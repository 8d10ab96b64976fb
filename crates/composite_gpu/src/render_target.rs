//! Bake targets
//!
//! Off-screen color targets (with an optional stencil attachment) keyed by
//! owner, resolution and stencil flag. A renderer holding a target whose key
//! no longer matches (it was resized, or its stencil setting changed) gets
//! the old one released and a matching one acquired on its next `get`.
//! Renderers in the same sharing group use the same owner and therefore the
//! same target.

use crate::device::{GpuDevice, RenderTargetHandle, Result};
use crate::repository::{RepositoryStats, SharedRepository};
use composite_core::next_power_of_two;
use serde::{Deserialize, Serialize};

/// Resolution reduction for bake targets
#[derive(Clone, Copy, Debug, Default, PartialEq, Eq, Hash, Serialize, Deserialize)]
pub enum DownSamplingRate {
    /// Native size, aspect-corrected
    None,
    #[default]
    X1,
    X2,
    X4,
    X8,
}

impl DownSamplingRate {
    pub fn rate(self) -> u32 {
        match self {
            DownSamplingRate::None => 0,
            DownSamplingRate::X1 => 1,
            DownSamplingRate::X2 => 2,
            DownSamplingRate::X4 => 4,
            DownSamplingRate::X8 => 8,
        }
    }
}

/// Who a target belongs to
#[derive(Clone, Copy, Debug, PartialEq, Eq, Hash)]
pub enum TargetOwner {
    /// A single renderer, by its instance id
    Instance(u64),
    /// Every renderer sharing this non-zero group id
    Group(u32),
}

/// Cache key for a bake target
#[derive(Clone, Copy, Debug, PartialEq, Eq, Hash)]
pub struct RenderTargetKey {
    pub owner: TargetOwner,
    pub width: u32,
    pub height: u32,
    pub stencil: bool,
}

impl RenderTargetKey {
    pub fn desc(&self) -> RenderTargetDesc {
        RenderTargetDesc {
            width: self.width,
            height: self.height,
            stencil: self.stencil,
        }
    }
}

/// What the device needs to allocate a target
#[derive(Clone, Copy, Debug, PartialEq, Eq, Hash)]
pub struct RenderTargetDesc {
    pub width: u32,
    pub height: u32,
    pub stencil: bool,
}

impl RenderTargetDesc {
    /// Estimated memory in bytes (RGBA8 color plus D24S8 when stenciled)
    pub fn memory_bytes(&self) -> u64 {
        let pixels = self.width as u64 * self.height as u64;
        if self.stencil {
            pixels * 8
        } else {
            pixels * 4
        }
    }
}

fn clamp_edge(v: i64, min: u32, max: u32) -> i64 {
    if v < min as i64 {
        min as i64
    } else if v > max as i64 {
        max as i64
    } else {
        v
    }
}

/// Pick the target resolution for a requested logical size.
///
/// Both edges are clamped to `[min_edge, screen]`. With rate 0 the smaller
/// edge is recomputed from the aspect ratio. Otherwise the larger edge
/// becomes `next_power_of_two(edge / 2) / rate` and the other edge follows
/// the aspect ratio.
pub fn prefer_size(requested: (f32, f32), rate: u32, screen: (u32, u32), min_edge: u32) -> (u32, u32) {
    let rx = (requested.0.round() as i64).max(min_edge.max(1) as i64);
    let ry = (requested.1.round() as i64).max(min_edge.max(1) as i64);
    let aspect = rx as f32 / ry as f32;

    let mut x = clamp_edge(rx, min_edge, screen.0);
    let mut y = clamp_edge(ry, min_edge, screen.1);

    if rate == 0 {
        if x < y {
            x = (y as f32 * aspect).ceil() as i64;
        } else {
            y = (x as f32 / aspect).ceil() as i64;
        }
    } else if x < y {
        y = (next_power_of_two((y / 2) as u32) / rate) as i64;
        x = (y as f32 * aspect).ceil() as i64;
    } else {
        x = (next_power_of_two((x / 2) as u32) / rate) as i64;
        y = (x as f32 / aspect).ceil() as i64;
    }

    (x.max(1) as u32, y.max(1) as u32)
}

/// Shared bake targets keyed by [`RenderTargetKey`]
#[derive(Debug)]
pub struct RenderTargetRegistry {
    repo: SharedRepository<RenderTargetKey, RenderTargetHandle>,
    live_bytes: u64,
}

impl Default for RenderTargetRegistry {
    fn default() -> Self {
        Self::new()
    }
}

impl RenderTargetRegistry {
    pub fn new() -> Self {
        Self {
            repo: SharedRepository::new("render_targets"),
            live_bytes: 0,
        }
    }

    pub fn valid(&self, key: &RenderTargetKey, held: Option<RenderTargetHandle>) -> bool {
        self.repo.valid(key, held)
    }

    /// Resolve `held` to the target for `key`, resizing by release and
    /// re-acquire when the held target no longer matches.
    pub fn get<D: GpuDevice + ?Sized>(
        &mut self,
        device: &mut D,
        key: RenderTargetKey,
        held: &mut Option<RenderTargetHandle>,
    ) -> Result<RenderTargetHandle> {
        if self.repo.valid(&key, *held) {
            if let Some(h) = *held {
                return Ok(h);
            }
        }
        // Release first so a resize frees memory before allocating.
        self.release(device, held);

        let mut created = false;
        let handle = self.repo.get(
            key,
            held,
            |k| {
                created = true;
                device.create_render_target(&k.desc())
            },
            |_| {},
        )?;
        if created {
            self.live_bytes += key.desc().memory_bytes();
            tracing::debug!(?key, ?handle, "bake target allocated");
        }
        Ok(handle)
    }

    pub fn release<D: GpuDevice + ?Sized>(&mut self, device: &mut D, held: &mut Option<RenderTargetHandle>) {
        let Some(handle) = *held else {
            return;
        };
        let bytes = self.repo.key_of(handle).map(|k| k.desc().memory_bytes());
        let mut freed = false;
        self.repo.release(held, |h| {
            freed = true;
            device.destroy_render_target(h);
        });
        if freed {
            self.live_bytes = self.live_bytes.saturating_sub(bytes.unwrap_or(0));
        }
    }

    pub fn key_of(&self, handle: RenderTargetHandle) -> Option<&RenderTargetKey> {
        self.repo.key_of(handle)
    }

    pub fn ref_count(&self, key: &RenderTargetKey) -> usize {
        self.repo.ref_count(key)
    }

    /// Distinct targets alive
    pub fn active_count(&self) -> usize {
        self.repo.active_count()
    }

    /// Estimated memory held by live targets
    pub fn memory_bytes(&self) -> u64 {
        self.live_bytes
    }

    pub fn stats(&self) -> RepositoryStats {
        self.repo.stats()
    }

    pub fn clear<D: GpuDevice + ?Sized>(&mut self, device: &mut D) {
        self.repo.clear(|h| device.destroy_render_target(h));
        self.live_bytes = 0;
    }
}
_ _ _ _ _ _ _
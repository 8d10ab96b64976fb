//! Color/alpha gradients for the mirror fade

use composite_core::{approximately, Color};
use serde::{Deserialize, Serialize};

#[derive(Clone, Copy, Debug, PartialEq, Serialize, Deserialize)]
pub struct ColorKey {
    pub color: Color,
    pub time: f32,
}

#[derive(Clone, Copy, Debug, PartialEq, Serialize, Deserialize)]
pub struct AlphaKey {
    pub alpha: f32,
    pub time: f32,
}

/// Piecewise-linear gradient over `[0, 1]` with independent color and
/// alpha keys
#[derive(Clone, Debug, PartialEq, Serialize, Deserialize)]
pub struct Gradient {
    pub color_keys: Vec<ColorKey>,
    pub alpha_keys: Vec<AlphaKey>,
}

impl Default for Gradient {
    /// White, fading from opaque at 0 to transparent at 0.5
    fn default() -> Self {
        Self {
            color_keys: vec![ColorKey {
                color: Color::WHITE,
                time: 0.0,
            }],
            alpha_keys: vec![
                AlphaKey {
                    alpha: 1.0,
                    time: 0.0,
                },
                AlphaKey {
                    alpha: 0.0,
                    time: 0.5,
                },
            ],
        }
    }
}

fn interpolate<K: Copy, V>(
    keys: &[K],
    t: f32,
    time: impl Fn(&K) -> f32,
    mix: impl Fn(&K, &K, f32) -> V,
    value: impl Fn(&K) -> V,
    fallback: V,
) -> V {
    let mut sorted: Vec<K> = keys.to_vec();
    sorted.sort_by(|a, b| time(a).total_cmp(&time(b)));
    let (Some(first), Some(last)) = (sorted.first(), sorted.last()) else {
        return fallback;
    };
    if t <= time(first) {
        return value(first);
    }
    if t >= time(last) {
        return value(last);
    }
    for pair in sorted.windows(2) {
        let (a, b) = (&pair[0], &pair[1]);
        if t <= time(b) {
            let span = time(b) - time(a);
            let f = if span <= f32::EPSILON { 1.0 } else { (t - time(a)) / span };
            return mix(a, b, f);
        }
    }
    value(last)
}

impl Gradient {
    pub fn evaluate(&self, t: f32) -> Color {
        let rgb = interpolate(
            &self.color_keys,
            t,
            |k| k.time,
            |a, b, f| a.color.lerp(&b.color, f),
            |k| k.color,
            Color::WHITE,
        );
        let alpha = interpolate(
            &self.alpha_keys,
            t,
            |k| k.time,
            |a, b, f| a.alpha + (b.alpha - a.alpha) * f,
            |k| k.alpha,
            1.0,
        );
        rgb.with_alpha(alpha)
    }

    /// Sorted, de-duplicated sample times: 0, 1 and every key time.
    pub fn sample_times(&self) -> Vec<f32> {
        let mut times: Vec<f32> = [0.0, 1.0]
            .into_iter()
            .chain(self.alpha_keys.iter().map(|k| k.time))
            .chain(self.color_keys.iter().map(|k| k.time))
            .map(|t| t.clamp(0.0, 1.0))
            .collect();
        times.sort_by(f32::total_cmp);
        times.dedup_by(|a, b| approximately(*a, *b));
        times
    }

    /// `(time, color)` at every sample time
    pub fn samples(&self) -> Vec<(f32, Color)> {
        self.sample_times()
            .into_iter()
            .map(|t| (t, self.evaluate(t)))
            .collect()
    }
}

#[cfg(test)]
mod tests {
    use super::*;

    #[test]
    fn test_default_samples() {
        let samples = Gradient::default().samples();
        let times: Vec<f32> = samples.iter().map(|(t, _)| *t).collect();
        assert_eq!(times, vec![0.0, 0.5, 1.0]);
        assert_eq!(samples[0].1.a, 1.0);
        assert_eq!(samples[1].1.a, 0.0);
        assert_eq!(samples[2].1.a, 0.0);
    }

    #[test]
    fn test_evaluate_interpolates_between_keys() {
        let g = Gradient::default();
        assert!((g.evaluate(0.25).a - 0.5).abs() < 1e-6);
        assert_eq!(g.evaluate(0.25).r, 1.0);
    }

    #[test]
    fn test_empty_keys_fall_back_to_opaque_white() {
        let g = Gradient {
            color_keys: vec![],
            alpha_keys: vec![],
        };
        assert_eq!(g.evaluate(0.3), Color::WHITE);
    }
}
_ _ _ _ _ _ _
Assignment: What lines above hold the word "when"? Pull each one out.

Answer space:
    /// Estimated memory in bytes (RGBA8 color plus D24S8 when stenciled)
    /// re-acquire when the held target no longer matches.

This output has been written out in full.